La jeune fille lui lance un regard de biais. Alors qu'elle est éreintée, il transpire à peine. Les coudes sur les genoux, penché en avant, il joue distraitement avec une brindille, le regard dans le vague.
- Raph'...
- Ouais ?
- Est-ce que je peux... te toucher ?
Choqué, le ninja fixe l'adolescente avec des yeux ronds. Puis, pendant une grande inspiration, il lui tend sa main en détournant le regard.
- Fais... fais comme tu veux...
Un sourire timide aux lèvres, elle prend délicatement la main imposante et l'examine. Gigantesque, sa paume fait quasiment la taille de la main de l'humaine et est dotée de trois doigts épais. Une bande de combat l'enserre alors la jeune fille remonte son regard sur son avant-bras où la peau, étonnamment douce, est recouverte de fines écailles d'un vert profond.
- Arrêtes de me regarder comme si j'étais un monstre, gronde-t-il en retirant son bras d'un geste brusque.
Relevant vivement la tête, Cassandre remarque ses lèvres pincées, ses mâchoires serrées et ses poings aux jointures blanchies.

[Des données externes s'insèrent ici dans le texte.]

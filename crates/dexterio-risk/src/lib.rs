//! dexterio-risk
//!
//! Position sizing, the two-tier base/reduced risk state machine, and the
//! hard guardrails that gate setup admission (§4.6). `RiskConfig` holds the
//! immutable per-run thresholds; `RiskState` (in `dexterio-schemas`) is the
//! only mutable piece, touched exclusively through `admit`,
//! `record_admission`, `update_after_trade`, and `roll_day_if_needed`.

pub mod config;
pub mod engine;
pub mod sizing;

pub use config::RiskConfig;
pub use engine::{admit, clear_expired_cooldown, et_date, record_admission, roll_day_if_needed, update_after_trade, AdmissionDecision};
pub use sizing::position_size;

#[cfg(test)]
mod tests {
    use super::*;
    use chrono::{TimeZone, Utc};
    use dexterio_schemas::{
        AdmissionRejectReason, Bias, DayType, Direction, Grade, RiskState, Session, Setup,
        Structure, TradeType, TradingMode,
    };

    fn setup(entry: f64, stop: f64, trade_type: TradeType) -> Setup {
        Setup {
            id: uuid::Uuid::new_v4(),
            ts: Utc.with_ymd_and_hms(2025, 8, 1, 14, 31, 0).unwrap(),
            symbol: "SPY".to_string(),
            direction: Direction::Bullish,
            quality: Grade::A,
            final_score: 0.8,
            trade_type,
            entry,
            stop,
            tp1: entry + (entry - stop) * 2.0,
            tp2: entry + (entry - stop) * 3.0,
            risk_reward: 2.0,
            market_bias: Bias::Bullish,
            session: Session::NyAm,
            day_type: DayType::Trend,
            daily_structure: Structure::Uptrend,
            confluences_count: 2,
            playbook_matches: vec!["NY_AM_Breaker".to_string()],
            ict_patterns: vec![],
            candle_patterns: vec![],
            notes: vec![],
        }
    }

    #[test]
    fn admits_when_all_gates_clear() {
        let cfg = RiskConfig::from_run_config(&test_run_config());
        let state = RiskState::new(TradingMode::Safe, 50_000.0, 0.02);
        let setup = setup(450.0, 448.0, TradeType::Daily);
        let decision = engine::admit(&cfg, &state, &setup, TradingMode::Safe, 1.0, false, setup.ts).unwrap();
        assert!(decision.shares > 0);
    }

    #[test]
    fn rejects_when_daily_cap_reached() {
        let cfg = RiskConfig::from_run_config(&test_run_config());
        let mut state = RiskState::new(TradingMode::Safe, 50_000.0, 0.02);
        state.daily_trades_daily_type = 4;
        let setup = setup(450.0, 448.0, TradeType::Daily);
        let result = engine::admit(&cfg, &state, &setup, TradingMode::Safe, 1.0, false, setup.ts);
        assert_eq!(result.unwrap_err(), AdmissionRejectReason::DailyCapReached);
    }

    #[test]
    fn rejects_when_concurrent_position_open() {
        let cfg = RiskConfig::from_run_config(&test_run_config());
        let state = RiskState::new(TradingMode::Safe, 50_000.0, 0.02);
        let setup = setup(450.0, 448.0, TradeType::Daily);
        let result = engine::admit(&cfg, &state, &setup, TradingMode::Safe, 1.0, true, setup.ts);
        assert_eq!(result.unwrap_err(), AdmissionRejectReason::ConcurrentPositionSameSymbol);
    }

    #[test]
    fn day_rollover_zeroes_daily_counters_but_not_run_r() {
        let mut state = RiskState::new(TradingMode::Safe, 50_000.0, 0.02);
        state.daily_trades_daily_type = 3;
        state.daily_pnl_r = -2.0;
        state.run_pnl_r = 5.0;
        let next_day = Utc.with_ymd_and_hms(2025, 8, 2, 14, 31, 0).unwrap();
        state.current_day_id = Some(engine::et_date(Utc.with_ymd_and_hms(2025, 8, 1, 14, 31, 0).unwrap()));
        engine::roll_day_if_needed(&mut state, next_day);
        assert_eq!(state.daily_trades_daily_type, 0);
        assert_eq!(state.daily_pnl_r, 0.0);
        assert_eq!(state.run_pnl_r, 5.0);
    }

    fn test_run_config() -> dexterio_config::run_config::RunConfig {
        use std::collections::BTreeSet;
        dexterio_config::run_config::RunConfig {
            run_name: "test".into(),
            symbols: vec!["SPY".into()],
            data_root: std::path::PathBuf::from("data/historical/1m"),
            start_date: chrono::NaiveDate::from_ymd_opt(2025, 8, 1).unwrap(),
            end_date: chrono::NaiveDate::from_ymd_opt(2025, 8, 1).unwrap(),
            htf_warmup_days: 40,
            trading_mode: TradingMode::Safe,
            trade_types: BTreeSet::from([TradeType::Daily, TradeType::Scalp]),
            initial_capital: 50_000.0,
            base_risk_pct: 0.02,
            reduced_risk_pct: 0.01,
            commission_model: dexterio_schemas::CommissionModel::IbkrFixed,
            enable_reg_fees: true,
            slippage_model: dexterio_schemas::SlippageModel::Pct,
            slippage_pct: 0.0005,
            slippage_ticks: 0,
            spread_model: dexterio_schemas::SpreadModel::FixedBps,
            spread_bps: 2.0,
            export_market_state: false,
            safe_allowlist: BTreeSet::new(),
            aggressive_allowlist: BTreeSet::new(),
            aggressive_denylist: BTreeSet::new(),
            stop_day_r: -4.0,
            stop_run_r: 20.0,
            consec_loss_cooldown_min: 30,
            tick_size: 0.01,
            sweep_tick_threshold: 2,
        }
    }
}
use chrono::{DateTime, Utc};
use serde::{Deserialize, Serialize};

/// One immutable minute (or aggregated) bar for a single symbol.
///
/// Invariant: `low <= min(open, close) <= max(open, close) <= high`, `volume >= 0`.
/// Bars are produced by the bar source / aggregator and are read-only downstream.
#[derive(Debug, Clone, Copy, PartialEq, Serialize, Deserialize)]
pub struct Bar {
    pub ts: DateTime<Utc>,
    pub open: f64,
    pub high: f64,
    pub low: f64,
    pub close: f64,
    pub volume: f64,
}

impl Bar {
    pub fn new(ts: DateTime<Utc>, open: f64, high: f64, low: f64, close: f64, volume: f64) -> Self {
        Self {
            ts,
            open,
            high,
            low,
            close,
            volume,
        }
    }

    /// Structural OHLC sanity: does not check for NaN (callers validate that
    /// separately via `is_finite`).
    pub fn is_well_formed(&self) -> bool {
        let lo = self.open.min(self.close);
        let hi = self.open.max(self.close);
        self.low <= lo && lo <= hi && hi <= self.high && self.volume >= 0.0
    }

    pub fn is_finite(&self) -> bool {
        self.open.is_finite()
            && self.high.is_finite()
            && self.low.is_finite()
            && self.close.is_finite()
            && self.volume.is_finite()
    }

    pub fn range(&self) -> f64 {
        self.high - self.low
    }

    pub fn body(&self) -> f64 {
        (self.close - self.open).abs()
    }

    pub fn is_bullish(&self) -> bool {
        self.close >= self.open
    }
}

/// Named timeframes the aggregator folds 1-minute bars into.
#[derive(Debug, Clone, Copy, PartialEq, Eq, PartialOrd, Ord, Hash, Serialize, Deserialize)]
pub enum Timeframe {
    M1,
    M5,
    M15,
    H1,
    H4,
    D1,
}

impl Timeframe {
    pub fn all_htf() -> [Timeframe; 5] {
        [
            Timeframe::M5,
            Timeframe::M15,
            Timeframe::H1,
            Timeframe::H4,
            Timeframe::D1,
        ]
    }

    /// Bounded rolling-window capacity per §3.
    pub fn window_cap(self) -> usize {
        match self {
            Timeframe::M1 => 500,
            Timeframe::M5 => 200,
            Timeframe::M15 => 100,
            Timeframe::H1 => 50,
            Timeframe::H4 => 30,
            Timeframe::D1 => 30,
        }
    }

    pub fn as_str(self) -> &'static str {
        match self {
            Timeframe::M1 => "1m",
            Timeframe::M5 => "5m",
            Timeframe::M15 => "15m",
            Timeframe::H1 => "1h",
            Timeframe::H4 => "4h",
            Timeframe::D1 => "1d",
        }
    }
}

- Non !, proteste-t-elle en lui faisant face. Tu n'es pas un monstre.
Ses mains effleurent son visage reptilien avant de descendre sur ses épaules, provoquant un frisson chez la tortue.
- Ta peau est si fine par endroit et si épaisse à d'autres. Comme une armure naturelle... mais tu as tellement de cicatrices.
Ce disant, ses doigts suivent une rayure de son plastron.
Là encore, Raphaël tressaille. Ses mains viennent accrocher le rebord de la marche où il est assis. Devant lui, une humaine - jolie de surcroît - le touche sans peur ni dégoût.
D'un coté, il est tellement gêné qu'il a envie de s'enfuir en courant. Il prie d'ailleurs pour que son visage en feu ne se remarque pas.
D'autre part, il est tétanisé et n'ose pas faire un geste, de peur de l'effrayer.
- Pourquoi ?, chuchote-t-il, désorienté.
Elle croise son regard émeraude où un flot d'émotions se succèdent. Elle est tellement petite qu'ils font la même taille, ainsi.
- Je suis passionnée de biologie, répond-elle, penaude.
Inconsciemment, ses doigts continuent leur course le long du plastron de Raphaël. Il les lui saisie brusquement.
- Arrêtes, lui intime-t-il d'une voix voilée.